START DATA RECORDS

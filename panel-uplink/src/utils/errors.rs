//! Error types for the panel-to-storage pipeline.
//!
//! Every failure the pipeline can surface maps onto exactly one
//! [`UplinkError`] variant so callers can decide on messaging and exit
//! status without string matching.

use std::time::Duration;
use thiserror::Error;

/// Failures reported by a storage network backend.
#[derive(Error, Debug, Clone, PartialEq, Eq)]
pub enum StorageError {
    #[error("bucket not found: {0}")]
    BucketNotFound(String),

    #[error("permission denied: {0}")]
    PermissionDenied(String),

    #[error("upload failed: {0}")]
    Upload(String),

    #[error("storage backend error: {0}")]
    Backend(String),
}

#[derive(Error, Debug)]
pub enum UplinkError {
    /// Credentials rejected by the panel account API.
    #[error("Authentication error: {0}")]
    Auth(String),

    /// Connection refused, DNS failure, request timeout, server-side 5xx.
    #[error("Transport error: {0}")]
    Transport(String),

    /// Malformed or oversized panel response.
    #[error("Protocol error: {0}")]
    Protocol(String),

    /// Malformed serialized scope or API key.
    #[error("Format error: {0}")]
    Format(String),

    #[error("Validation error: {0}")]
    Validation(String),

    #[error("Storage error: {0}")]
    Storage(#[from] StorageError),

    #[error("Timed out after {}s waiting for the backup to complete", .0.as_secs())]
    TimedOut(Duration),

    #[error("Operation cancelled")]
    Cancelled,

    #[error("Configuration error: {0}")]
    Config(String),

    #[error("I/O error: {0}")]
    Io(#[from] std::io::Error),
}

impl UplinkError {
    /// Short stable name of the error kind, used in logs.
    pub fn kind(&self) -> &'static str {
        match self {
            UplinkError::Auth(_) => "auth",
            UplinkError::Transport(_) => "transport",
            UplinkError::Protocol(_) => "protocol",
            UplinkError::Format(_) => "format",
            UplinkError::Validation(_) => "validation",
            UplinkError::Storage(_) => "storage",
            UplinkError::TimedOut(_) => "timed_out",
            UplinkError::Cancelled => "cancelled",
            UplinkError::Config(_) => "config",
            UplinkError::Io(_) => "io",
        }
    }

    /// Only network-level failures may be retried, and only by the poller.
    pub fn is_transient(&self) -> bool {
        matches!(self, UplinkError::Transport(_))
    }
}

impl From<reqwest::Error> for UplinkError {
    fn from(err: reqwest::Error) -> Self {
        if err.is_decode() {
            UplinkError::Protocol(err.to_string())
        } else {
            UplinkError::Transport(err.to_string())
        }
    }
}

pub type Result<T> = std::result::Result<T, UplinkError>;

#[cfg(test)]
mod tests {
    use super::*;

    #[test]
    fn test_only_transport_is_transient() {
        assert!(UplinkError::Transport("connection refused".into()).is_transient());
        assert!(!UplinkError::Auth("401".into()).is_transient());
        assert!(!UplinkError::Protocol("bad json".into()).is_transient());
        assert!(!UplinkError::TimedOut(Duration::from_secs(5)).is_transient());
        assert!(!UplinkError::Storage(StorageError::Upload("x".into())).is_transient());
    }

    #[test]
    fn test_storage_error_keeps_its_kind() {
        let err: UplinkError = StorageError::BucketNotFound("backups".into()).into();
        assert_eq!(err.kind(), "storage");
        assert!(matches!(
            err,
            UplinkError::Storage(StorageError::BucketNotFound(ref name)) if name == "backups"
        ));
    }

    #[test]
    fn test_timed_out_message() {
        let err = UplinkError::TimedOut(Duration::from_secs(90));
        assert_eq!(
            err.to_string(),
            "Timed out after 90s waiting for the backup to complete"
        );
        assert_eq!(err.kind(), "timed_out");
    }
}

END DATA RECORDS

* WHAT TO PRODUCE
Copy out the lines above exactly, beginning at the one that contains "use std::time::Duration;" and ending at the one that contains "pub enum UplinkError".

* OUTPUT OF THE EXERCISE
use std::time::Duration;
use thiserror::Error;

/// Failures reported by a storage network backend.
#[derive(Error, Debug, Clone, PartialEq, Eq)]
pub enum StorageError {
    #[error("bucket not found: {0}")]
    BucketNotFound(String),

    #[error("permission denied: {0}")]
    PermissionDenied(String),

    #[error("upload failed: {0}")]
    Upload(String),

    #[error("storage backend error: {0}")]
    Backend(String),
}

#[derive(Error, Debug)]
pub enum UplinkError {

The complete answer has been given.